И Элло подошел. Леар по-прежнему не видел брата, только знал, что он здесь, совсем рядом. Теперь он тоже ощутил ужасный холод, о котором говорил Элло, холод настолько сильный, что он обжигал сильнее огня. В первый миг мальчик едва не отпрянул от неожиданной боли, но опомнился, и притянул брата к себе, обхватил его обеими рукам, словно боясь, что их снова оторвут друг от друга. Боль стала нестерпимой, Леар не сумел сдержать крик, голос Элло, повторявший «я иду», снова показался чужим, словно в горле брата поселилась змея и с шипом выплевывала слова в облачках жгучего яда. Мальчика опутали сотни невидимых щупальц, раскаленной проволокой пронзивших кожу и тянущихся дальше, в глубину, к сердцу. Теперь он не смог бы высвободиться, даже если бы захотел, невидимая сеть прочно связала его, заставив оцепенеть. Знакомый и чуждый одновременно голос с присвистом убеждал, уговаривал сдаться, уступить, открыться — и тогда они снова будут вместе. Леар уже понимал, что ЭТО, вползающее в него, не Элло, не его брат, не может быть его братом, Элло никогда бы не сделал ему так больно. Но он уже не мог ничего исправить — они непоправимо, неизбежно, неумолимо сливались в единое целое.

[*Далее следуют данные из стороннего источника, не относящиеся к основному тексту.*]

fn render_signal(
    session: &CallSession,
    event: &SessionEvent,
    acting: &UserId,
    template: SignalTemplate,
    next_status: Option<CallStatus>,
) -> Signal {
    let peer = match session.role_of(acting) {
        Some(Role::Caller) => &session.callee,
        _ => &session.caller,
    };

    match template {
        SignalTemplate::DeclinedToCaller => Signal::new(
            session.session_id.clone(),
            session.callee.clone(),
            session.caller.clone(),
            session.channel.clone(),
            SignalBody::CallDeclined,
        ),
        SignalTemplate::HangupToPeer => Signal::new(
            session.session_id.clone(),
            acting.clone(),
            peer.clone(),
            session.channel.clone(),
            SignalBody::Hangup,
        ),
        SignalTemplate::StatusToPeer => Signal::new(
            session.session_id.clone(),
            acting.clone(),
            peer.clone(),
            session.channel.clone(),
            SignalBody::StatusUpdate {
                status: next_status.unwrap_or(session.status),
            },
        ),
        SignalTemplate::RenegotiateOfferToPeer => {
            let sdp = match event {
                SessionEvent::Upgrade { sdp, .. } => sdp.clone(),
                _ => String::new(),
            };
            Signal::new(
                session.session_id.clone(),
                acting.clone(),
                peer.clone(),
                session.channel.clone(),
                SignalBody::Offer {
                    sdp,
                    renegotiate: true,
                },
            )
        }
    }
}

/// Which of two simultaneous mutual calls survives.
#[derive(Debug, Clone, PartialEq, Eq)]
pub struct GlareOutcome {
    pub winner: SessionId,
    pub loser: SessionId,
}

/// Tie-break for simultaneous mutual calls (A calls B while B calls A in
/// the same channel): the lexicographically smaller session ID wins, the
/// other side is auto-cancelled with [`CancelReason::GlareLoser`].
pub fn resolve_glare(a: &CallSession, b: &CallSession) -> Option<GlareOutcome> {
    if !a.is_mirror_of(b) {
        return None;
    }
    if a.status != CallStatus::Ringing || b.status != CallStatus::Ringing {
        return None;
    }
    if a.session_id < b.session_id {
        Some(GlareOutcome {
            winner: a.session_id.clone(),
            loser: b.session_id.clone(),
        })
    } else {
        Some(GlareOutcome {
            winner: b.session_id.clone(),
            loser: a.session_id.clone(),
        })
    }
}

#[cfg(test)]
mod tests {
    use super::*;

    fn session() -> CallSession {
        CallSession::new("alice".into(), "bob".into(), "ch-1".into(), MediaKind::Audio)
    }

    fn alice() -> UserId {
        "alice".into()
    }

    fn bob() -> UserId {
        "bob".into()
    }

    #[test]
    fn callee_accepts_ringing_call() {
        let s = session();
        let applied = apply(&s, &SessionEvent::Accept { by: bob() }, &bob()).unwrap();
        assert_eq!(applied.next_status, Some(CallStatus::Accepted));
        assert!(applied.effects.contains(&Effect::CancelRingTimer));
        assert!(applied.effects.contains(&Effect::BeginNegotiation));
        assert_eq!(applied.signals.len(), 1);
        assert!(matches!(
            applied.signals[0].body,
            SignalBody::StatusUpdate {
                status: CallStatus::Accepted
            }
        ));
        assert_eq!(applied.signals[0].to, alice());
    }

    #[test]
    fn caller_cannot_accept_own_call() {
        let s = session();
        let err = apply(&s, &SessionEvent::Accept { by: alice() }, &alice()).unwrap_err();
        assert!(matches!(err, SignalError::IllegalTransition { .. }));
    }

    #[test]
    fn stranger_is_rejected() {
        let s = session();
        let mallory: UserId = "mallory".into();
        let err = apply(&s, &SessionEvent::Accept { by: mallory }, &alice()).unwrap_err();
        assert!(matches!(err, SignalError::NotAParticipant { .. }));
    }

    #[test]
    fn decline_emits_exactly_one_signal_and_repeat_is_noop() {
        let mut s = session();
        let applied = apply(&s, &SessionEvent::Decline { by: bob() }, &bob()).unwrap();
        assert_eq!(applied.next_status, Some(CallStatus::Declined));
        assert_eq!(applied.signals.len(), 1);
        assert!(matches!(applied.signals[0].body, SignalBody::CallDeclined));

        s.status = CallStatus::Declined;
        let again = apply(&s, &SessionEvent::Decline { by: bob() }, &bob()).unwrap();
        assert!(again.is_noop());
        assert!(again.signals.is_empty());
    }

    #[test]
    fn cancel_records_reason_and_notifies_callee() {
        let s = session();
        let applied = apply(
            &s,
            &SessionEvent::Cancel {
                by: alice(),
                reason: CancelReason::CallerCancelled,
            },
            &alice(),
        )
        .unwrap();
        assert_eq!(applied.next_status, Some(CallStatus::Cancelled));
        assert_eq!(applied.cancel_reason, Some(CancelReason::CallerCancelled));
        assert!(matches!(applied.signals[0].body, SignalBody::Hangup));
        assert_eq!(applied.signals[0].to, bob());
    }

    #[test]
    fn expire_is_idempotent() {
        let mut s = session();
        let applied = apply(&s, &SessionEvent::Expire, &alice()).unwrap();
        assert_eq!(applied.next_status, Some(CallStatus::Expired));

        s.status = CallStatus::Expired;
        let again = apply(&s, &SessionEvent::Expire, &alice()).unwrap();
        assert!(again.is_noop());
    }

    #[test]
    fn expire_after_accept_is_benign_noop() {
        let mut s = session();
        s.status = CallStatus::Accepted;
        let applied = apply(&s, &SessionEvent::Expire, &alice()).unwrap();
        assert!(applied.is_noop());
    }

    #[test]
    fn accept_after_expiry_reports_expired_session() {
        let mut s = session();
        s.status = CallStatus::Expired;
        let err = apply(&s, &SessionEvent::Accept { by: bob() }, &bob()).unwrap_err();
        assert!(matches!(err, SignalError::ExpiredSession { .. }));
    }

    #[test]
    fn hangup_before_accept_observed_still_reaches_ended() {
        // Peer accepted and hung up before our STATUS_UPDATE arrived.
        let s = session();
        let applied = apply(&s, &SessionEvent::RemoteHangup, &alice()).unwrap();
        assert_eq!(applied.next_status, Some(CallStatus::Ended));
    }

    #[test]
    fn hangup_requires_accepted() {
        let s = session();
        let err = apply(&s, &SessionEvent::Hangup { by: alice() }, &alice()).unwrap_err();
        assert!(matches!(err, SignalError::IllegalTransition { .. }));
    }

    #[test]
    fn upgrade_tags_offer_renegotiate() {
        let mut s = session();
        s.status = CallStatus::Accepted;
        let applied = apply(
            &s,
            &SessionEvent::Upgrade {
                by: alice(),
                to: MediaKind::Video,
                sdp: "v=0 video".into(),
            },
            &alice(),
        )
        .unwrap();
        assert_eq!(applied.next_status, None);
        assert_eq!(applied.media_kind, Some(MediaKind::Video));
        match &applied.signals[0].body {
            SignalBody::Offer { sdp, renegotiate } => {
                assert!(*renegotiate);
                assert_eq!(sdp, "v=0 video");
            }
            other => panic!("expected offer, got {:?}", other),
        }
    }

    #[test]
    fn upgrade_is_never_a_downgrade() {
        let mut s = session();
        s.status = CallStatus::Accepted;
        s.media_kind = MediaKind::Video;
        let err = apply(
            &s,
            &SessionEvent::Upgrade {
                by: alice(),
                to: MediaKind::Audio,
                sdp: String::new(),
            },
            &alice(),
        )
        .unwrap_err();
        assert!(matches!(err, SignalError::IllegalTransition { .. }));
    }

    #[test]
    fn upgrade_while_ringing_is_illegal() {
        let s = session();
        let err = apply(
            &s,
            &SessionEvent::Upgrade {
                by: alice(),
                to: MediaKind::Video,
                sdp: String::new(),
            },
            &alice(),
        )
        .unwrap_err();
        assert!(matches!(err, SignalError::IllegalTransition { .. }));
    }

    #[test]
    fn no_event_sequence_regresses_status() {
        // Drive a session to ENDED, then throw every event at it.
        let mut s = session();
        s.status = CallStatus::Ended;
        let events = [
            SessionEvent::Decline { by: bob() },
            SessionEvent::Cancel {
                by: alice(),
                reason: CancelReason::CallerCancelled,
            },
            SessionEvent::Expire,
            SessionEvent::Hangup { by: bob() },
            SessionEvent::RemoteAccepted,
            SessionEvent::RemoteDeclined,
            SessionEvent::RemoteHangup,
        ];
        for event in &events {
            let applied = apply(&s, event, &alice()).unwrap();
            assert!(applied.is_noop(), "{:?} was not a no-op", event.kind());
        }
    }

    #[test]
    fn glare_smaller_session_id_wins() {
        let mut a = session();
        let mut b = CallSession::new("bob".into(), "alice".into(), "ch-1".into(), MediaKind::Audio);
        a.session_id = SessionId("call-aaa".into());
        b.session_id = SessionId("call-bbb".into());

        let outcome = resolve_glare(&a, &b).unwrap();
        assert_eq!(outcome.winner, a.session_id);
        assert_eq!(outcome.loser, b.session_id);

        // Symmetric in argument order.
        let outcome2 = resolve_glare(&b, &a).unwrap();
        assert_eq!(outcome, outcome2);
    }

    #[test]
    fn glare_requires_mirrored_ringing_sessions() {
        let a = session();
        let mut b = CallSession::new("bob".into(), "alice".into(), "ch-1".into(), MediaKind::Audio);
        b.status = CallStatus::Accepted;
        assert!(resolve_glare(&a, &b).is_none());

        // Different channel is not glare.
        let c = CallSession::new("bob".into(), "alice".into(), "ch-2".into(), MediaKind::Audio);
        assert!(resolve_glare(&a, &c).is_none());
    }
}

Наверное, он все-таки кричал, потому что конец кошмару положил стражник, растолкавший извивавшегося во сне от боли мальчика. Леар с трудом сел на кровати, с ужасом уставился на свои руки, все еще не веря, что это был только сон, что его руки не покрыты ожогами, а из ран не сочится кровь. А самым большим наслаждением оказалась тишина: охранник что-то торопливо втолковывал прибежавшему лекарю, няня тормошила мальчика, спрашивала, что с ним, Леар не отвечал, улыбаясь во весь рот. Этот шум не мешал наслаждаться настоящей тишиной — змея, проглотившая его брата, или брат, превратившийся в змею, чем бы ОНО ни было, но это существо, наконец, замолчало.

Энрисса разделяла каждое из этих чувств: и одиночество, и веру, и страх, и надежду, и наслаждение. Хранитель зря беспокоился — она не собиралась открывать глаза, вырываться из чужого сна, наоборот, жадно впитывала в себя пьянящие яркостью ощущения, уже не разделяя, где она, где Леар, где покойный Элло, наслаждаясь триединством. Теперь она понимала, что такое узы Аэллин: это избавление от одиночества навсегда — даже за гранью смерти.

Мальчик приближался к матери — медленно, как будто борясь с испугом, он все-таки подошел, стал перед нею, неуверенно позвал:

— Мама? — он с трудом узнавал в этой бледной неподвижной женщине, чье лицо утратило все краски, и даже темные волосы как бы потускнели, свою красавицу-мать.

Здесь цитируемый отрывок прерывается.